TASK
Type the entries again, word for word.

RECORDED DATA
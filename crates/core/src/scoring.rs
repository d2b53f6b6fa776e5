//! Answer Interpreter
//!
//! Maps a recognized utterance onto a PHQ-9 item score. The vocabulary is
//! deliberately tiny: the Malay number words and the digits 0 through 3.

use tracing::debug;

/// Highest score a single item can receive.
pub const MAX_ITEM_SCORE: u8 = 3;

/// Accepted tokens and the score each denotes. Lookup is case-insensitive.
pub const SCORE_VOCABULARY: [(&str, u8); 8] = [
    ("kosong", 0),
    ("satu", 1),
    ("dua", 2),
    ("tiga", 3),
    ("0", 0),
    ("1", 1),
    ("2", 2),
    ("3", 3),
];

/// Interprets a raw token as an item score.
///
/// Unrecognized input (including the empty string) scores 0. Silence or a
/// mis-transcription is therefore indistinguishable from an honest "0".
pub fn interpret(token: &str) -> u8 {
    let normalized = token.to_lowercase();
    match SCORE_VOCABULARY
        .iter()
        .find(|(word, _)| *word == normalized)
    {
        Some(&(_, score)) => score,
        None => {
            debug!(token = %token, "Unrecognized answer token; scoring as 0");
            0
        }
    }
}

COMPLETED TASK
filename crates/core/src/scoring.rs
repository d2b53f6b6fa776e5
//! Answer Interpreter
//!
//! Maps a recognized utterance onto a PHQ-9 item score. The vocabulary is
//! deliberately tiny: the Malay number words and the digits 0 through 3.

use tracing::debug;

/// Highest score a single item can receive.
pub const MAX_ITEM_SCORE: u8 = 3;

/// Accepted tokens and the score each denotes. Lookup is case-insensitive.
pub const SCORE_VOCABULARY: [(&str, u8); 8] = [
    ("kosong", 0),
    ("satu", 1),
    ("dua", 2),
    ("tiga", 3),
    ("0", 0),
    ("1", 1),
    ("2", 2),
    ("3", 3),
];

/// Interprets a raw token as an item score.
///
/// Unrecognized input (including the empty string) scores 0. Silence or a
/// mis-transcription is therefore indistinguishable from an honest "0".
pub fn interpret(token: &str) -> u8 {
    let normalized = token.to_lowercase();
    match SCORE_VOCABULARY
        .iter()
        .find(|(word, _)| *word == normalized)
    {
        Some(&(_, score)) => score,
        None => {
            debug!(token = %token, "Unrecognized answer token; scoring as 0");
            0
        }
    }
}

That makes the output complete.